** Opening Entries supplied block **
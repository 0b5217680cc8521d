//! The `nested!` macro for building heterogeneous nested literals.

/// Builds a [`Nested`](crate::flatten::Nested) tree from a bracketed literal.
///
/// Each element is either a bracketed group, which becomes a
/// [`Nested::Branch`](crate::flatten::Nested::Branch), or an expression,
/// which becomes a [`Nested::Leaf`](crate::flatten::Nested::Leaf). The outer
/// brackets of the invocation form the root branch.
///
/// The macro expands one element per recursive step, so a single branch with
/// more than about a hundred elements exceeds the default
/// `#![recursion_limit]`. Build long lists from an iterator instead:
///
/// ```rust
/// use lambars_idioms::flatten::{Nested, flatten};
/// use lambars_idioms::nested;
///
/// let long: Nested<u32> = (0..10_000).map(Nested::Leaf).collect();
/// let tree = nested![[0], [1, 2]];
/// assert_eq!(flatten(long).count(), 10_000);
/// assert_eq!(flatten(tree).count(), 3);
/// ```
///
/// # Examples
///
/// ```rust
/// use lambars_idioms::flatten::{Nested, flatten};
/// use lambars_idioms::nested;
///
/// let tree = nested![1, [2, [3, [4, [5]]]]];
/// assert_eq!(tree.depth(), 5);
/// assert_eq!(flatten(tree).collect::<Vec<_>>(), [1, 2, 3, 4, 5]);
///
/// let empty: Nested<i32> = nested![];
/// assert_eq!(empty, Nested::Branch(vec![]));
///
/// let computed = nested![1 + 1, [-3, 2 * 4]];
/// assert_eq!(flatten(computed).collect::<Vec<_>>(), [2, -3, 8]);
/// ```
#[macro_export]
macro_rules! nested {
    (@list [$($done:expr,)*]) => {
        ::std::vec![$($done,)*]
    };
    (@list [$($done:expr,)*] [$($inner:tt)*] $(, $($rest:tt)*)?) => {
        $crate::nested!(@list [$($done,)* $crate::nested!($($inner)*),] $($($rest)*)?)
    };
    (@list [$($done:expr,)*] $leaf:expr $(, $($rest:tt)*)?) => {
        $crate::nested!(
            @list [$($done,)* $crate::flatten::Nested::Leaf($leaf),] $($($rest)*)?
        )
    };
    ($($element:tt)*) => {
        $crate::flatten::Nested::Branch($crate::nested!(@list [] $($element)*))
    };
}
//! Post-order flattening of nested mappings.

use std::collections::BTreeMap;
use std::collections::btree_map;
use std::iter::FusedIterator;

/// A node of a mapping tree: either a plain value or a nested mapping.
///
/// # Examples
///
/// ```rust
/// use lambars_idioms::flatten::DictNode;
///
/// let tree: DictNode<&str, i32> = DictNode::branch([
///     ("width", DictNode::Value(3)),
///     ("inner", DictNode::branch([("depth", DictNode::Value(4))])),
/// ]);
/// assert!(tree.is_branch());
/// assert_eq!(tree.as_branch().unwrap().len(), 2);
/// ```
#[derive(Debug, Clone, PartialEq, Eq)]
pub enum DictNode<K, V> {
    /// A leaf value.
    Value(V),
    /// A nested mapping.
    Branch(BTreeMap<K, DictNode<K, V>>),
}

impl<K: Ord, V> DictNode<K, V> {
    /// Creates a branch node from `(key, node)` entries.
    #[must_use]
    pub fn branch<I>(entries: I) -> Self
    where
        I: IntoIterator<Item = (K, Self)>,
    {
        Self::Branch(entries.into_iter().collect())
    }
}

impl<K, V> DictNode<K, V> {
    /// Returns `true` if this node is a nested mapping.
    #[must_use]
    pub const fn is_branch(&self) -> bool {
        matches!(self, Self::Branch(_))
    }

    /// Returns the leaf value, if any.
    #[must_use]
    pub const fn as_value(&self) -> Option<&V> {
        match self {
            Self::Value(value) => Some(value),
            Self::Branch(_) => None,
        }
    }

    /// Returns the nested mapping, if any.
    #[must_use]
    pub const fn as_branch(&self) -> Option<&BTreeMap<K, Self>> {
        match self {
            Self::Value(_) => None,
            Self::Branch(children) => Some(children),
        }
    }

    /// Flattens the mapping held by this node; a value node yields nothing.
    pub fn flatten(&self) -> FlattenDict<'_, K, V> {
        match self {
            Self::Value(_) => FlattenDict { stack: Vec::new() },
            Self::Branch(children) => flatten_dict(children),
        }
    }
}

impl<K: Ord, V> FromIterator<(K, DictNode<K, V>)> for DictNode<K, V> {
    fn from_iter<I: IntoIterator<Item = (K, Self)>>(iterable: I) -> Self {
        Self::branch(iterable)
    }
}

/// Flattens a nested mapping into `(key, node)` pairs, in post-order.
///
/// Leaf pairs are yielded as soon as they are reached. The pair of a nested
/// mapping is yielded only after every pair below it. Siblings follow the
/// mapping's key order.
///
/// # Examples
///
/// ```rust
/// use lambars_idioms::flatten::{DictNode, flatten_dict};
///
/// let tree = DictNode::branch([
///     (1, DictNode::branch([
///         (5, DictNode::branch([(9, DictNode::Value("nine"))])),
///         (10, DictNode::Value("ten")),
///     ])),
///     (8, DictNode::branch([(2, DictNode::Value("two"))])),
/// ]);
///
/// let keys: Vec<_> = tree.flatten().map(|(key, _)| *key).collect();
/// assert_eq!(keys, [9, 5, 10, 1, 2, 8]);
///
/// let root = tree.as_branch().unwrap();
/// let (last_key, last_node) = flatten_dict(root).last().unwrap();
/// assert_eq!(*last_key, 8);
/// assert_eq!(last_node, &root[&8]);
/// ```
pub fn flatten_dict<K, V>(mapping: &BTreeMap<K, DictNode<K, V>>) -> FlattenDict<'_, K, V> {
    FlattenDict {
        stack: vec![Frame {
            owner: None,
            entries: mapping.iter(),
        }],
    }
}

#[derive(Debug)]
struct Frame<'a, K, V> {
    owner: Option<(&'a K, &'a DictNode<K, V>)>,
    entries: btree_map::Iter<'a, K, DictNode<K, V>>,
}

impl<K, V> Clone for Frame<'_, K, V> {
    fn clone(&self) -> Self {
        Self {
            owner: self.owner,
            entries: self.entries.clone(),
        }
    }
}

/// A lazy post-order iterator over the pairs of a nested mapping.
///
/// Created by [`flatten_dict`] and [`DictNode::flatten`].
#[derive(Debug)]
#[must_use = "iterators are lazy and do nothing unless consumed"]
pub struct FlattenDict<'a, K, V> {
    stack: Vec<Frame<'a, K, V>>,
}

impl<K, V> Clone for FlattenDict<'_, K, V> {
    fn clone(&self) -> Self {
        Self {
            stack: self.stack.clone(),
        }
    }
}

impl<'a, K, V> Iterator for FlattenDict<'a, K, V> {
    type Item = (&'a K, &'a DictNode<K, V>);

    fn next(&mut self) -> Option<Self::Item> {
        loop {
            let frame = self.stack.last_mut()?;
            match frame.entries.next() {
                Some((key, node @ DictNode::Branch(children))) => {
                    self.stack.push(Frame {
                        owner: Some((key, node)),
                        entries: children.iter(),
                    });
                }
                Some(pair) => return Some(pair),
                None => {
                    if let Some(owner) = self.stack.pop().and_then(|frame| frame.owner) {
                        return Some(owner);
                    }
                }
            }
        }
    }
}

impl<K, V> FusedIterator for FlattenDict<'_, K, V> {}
** Closing Entries supplied block **
** Opening Entries supplied block **
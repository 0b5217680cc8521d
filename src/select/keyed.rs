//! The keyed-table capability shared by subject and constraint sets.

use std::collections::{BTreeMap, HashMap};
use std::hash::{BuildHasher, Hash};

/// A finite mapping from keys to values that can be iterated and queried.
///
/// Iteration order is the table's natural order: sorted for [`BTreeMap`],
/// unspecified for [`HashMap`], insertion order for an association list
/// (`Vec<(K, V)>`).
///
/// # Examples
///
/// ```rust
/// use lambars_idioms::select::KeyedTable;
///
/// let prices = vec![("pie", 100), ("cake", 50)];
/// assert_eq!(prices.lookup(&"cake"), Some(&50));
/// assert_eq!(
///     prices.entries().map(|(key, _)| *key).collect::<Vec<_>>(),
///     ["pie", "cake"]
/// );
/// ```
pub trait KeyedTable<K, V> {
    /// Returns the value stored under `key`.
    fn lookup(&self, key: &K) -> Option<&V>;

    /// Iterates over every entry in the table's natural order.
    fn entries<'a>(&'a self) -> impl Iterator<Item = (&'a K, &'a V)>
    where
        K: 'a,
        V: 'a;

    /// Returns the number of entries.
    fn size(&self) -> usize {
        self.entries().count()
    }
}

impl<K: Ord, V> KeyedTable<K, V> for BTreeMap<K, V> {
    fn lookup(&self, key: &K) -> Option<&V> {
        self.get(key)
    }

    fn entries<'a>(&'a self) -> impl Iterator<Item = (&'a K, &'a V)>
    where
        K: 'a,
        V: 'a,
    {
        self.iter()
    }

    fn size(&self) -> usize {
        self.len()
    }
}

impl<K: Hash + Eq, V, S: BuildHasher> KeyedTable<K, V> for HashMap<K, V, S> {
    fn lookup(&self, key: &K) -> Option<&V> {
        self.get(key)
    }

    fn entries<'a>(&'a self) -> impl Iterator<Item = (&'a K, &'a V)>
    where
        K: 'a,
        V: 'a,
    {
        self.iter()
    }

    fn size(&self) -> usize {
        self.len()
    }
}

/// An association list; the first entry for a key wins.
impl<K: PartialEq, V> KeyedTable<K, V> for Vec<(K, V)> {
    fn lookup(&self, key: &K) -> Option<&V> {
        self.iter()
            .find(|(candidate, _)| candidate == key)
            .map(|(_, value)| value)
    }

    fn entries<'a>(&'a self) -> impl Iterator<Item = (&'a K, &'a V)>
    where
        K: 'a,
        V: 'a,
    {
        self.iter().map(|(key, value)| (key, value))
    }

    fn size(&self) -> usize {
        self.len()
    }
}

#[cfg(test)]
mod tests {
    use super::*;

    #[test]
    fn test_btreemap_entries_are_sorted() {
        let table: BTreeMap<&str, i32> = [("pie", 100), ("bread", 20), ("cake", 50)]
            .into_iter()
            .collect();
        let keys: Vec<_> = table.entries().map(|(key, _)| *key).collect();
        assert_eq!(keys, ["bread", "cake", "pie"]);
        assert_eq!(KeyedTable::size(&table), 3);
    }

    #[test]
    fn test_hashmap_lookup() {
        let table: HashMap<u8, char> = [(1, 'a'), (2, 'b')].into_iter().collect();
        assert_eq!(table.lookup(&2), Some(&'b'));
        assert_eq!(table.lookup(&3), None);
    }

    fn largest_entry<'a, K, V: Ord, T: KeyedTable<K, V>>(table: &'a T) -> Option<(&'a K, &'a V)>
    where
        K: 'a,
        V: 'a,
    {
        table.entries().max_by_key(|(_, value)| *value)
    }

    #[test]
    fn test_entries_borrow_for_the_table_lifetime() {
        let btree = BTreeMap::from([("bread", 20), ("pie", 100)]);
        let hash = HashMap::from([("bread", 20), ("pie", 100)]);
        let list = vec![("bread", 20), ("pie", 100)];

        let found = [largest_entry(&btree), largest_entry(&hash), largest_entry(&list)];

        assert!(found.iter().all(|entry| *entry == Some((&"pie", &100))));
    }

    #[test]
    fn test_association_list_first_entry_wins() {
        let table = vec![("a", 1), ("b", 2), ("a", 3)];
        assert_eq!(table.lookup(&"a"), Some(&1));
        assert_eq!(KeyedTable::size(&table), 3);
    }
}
** Closing Entries supplied block **
### Task description
Write out exactly the lines above from the line with "mapping's key order." through the line with "if let Some(owner)", both of them included, and leave out all other lines.

### Solved problem
/// mapping's key order.
///
/// # Examples
///
/// ```rust
/// use lambars_idioms::flatten::{DictNode, flatten_dict};
///
/// let tree = DictNode::branch([
///     (1, DictNode::branch([
///         (5, DictNode::branch([(9, DictNode::Value("nine"))])),
///         (10, DictNode::Value("ten")),
///     ])),
///     (8, DictNode::branch([(2, DictNode::Value("two"))])),
/// ]);
///
/// let keys: Vec<_> = tree.flatten().map(|(key, _)| *key).collect();
/// assert_eq!(keys, [9, 5, 10, 1, 2, 8]);
///
/// let root = tree.as_branch().unwrap();
/// let (last_key, last_node) = flatten_dict(root).last().unwrap();
/// assert_eq!(*last_key, 8);
/// assert_eq!(last_node, &root[&8]);
/// ```
pub fn flatten_dict<K, V>(mapping: &BTreeMap<K, DictNode<K, V>>) -> FlattenDict<'_, K, V> {
    FlattenDict {
        stack: vec![Frame {
            owner: None,
            entries: mapping.iter(),
        }],
    }
}

#[derive(Debug)]
struct Frame<'a, K, V> {
    owner: Option<(&'a K, &'a DictNode<K, V>)>,
    entries: btree_map::Iter<'a, K, DictNode<K, V>>,
}

impl<K, V> Clone for Frame<'_, K, V> {
    fn clone(&self) -> Self {
        Self {
            owner: self.owner,
            entries: self.entries.clone(),
        }
    }
}

/// A lazy post-order iterator over the pairs of a nested mapping.
///
/// Created by [`flatten_dict`] and [`DictNode::flatten`].
#[derive(Debug)]
#[must_use = "iterators are lazy and do nothing unless consumed"]
pub struct FlattenDict<'a, K, V> {
    stack: Vec<Frame<'a, K, V>>,
}

impl<K, V> Clone for FlattenDict<'_, K, V> {
    fn clone(&self) -> Self {
        Self {
            stack: self.stack.clone(),
        }
    }
}

impl<'a, K, V> Iterator for FlattenDict<'a, K, V> {
    type Item = (&'a K, &'a DictNode<K, V>);

    fn next(&mut self) -> Option<Self::Item> {
        loop {
            let frame = self.stack.last_mut()?;
            match frame.entries.next() {
                Some((key, node @ DictNode::Branch(children))) => {
                    self.stack.push(Frame {
                        owner: Some((key, node)),
                        entries: children.iter(),
                    });
                }
                Some(pair) => return Some(pair),
                None => {
                    if let Some(owner) = self.stack.pop().and_then(|frame| frame.owner) {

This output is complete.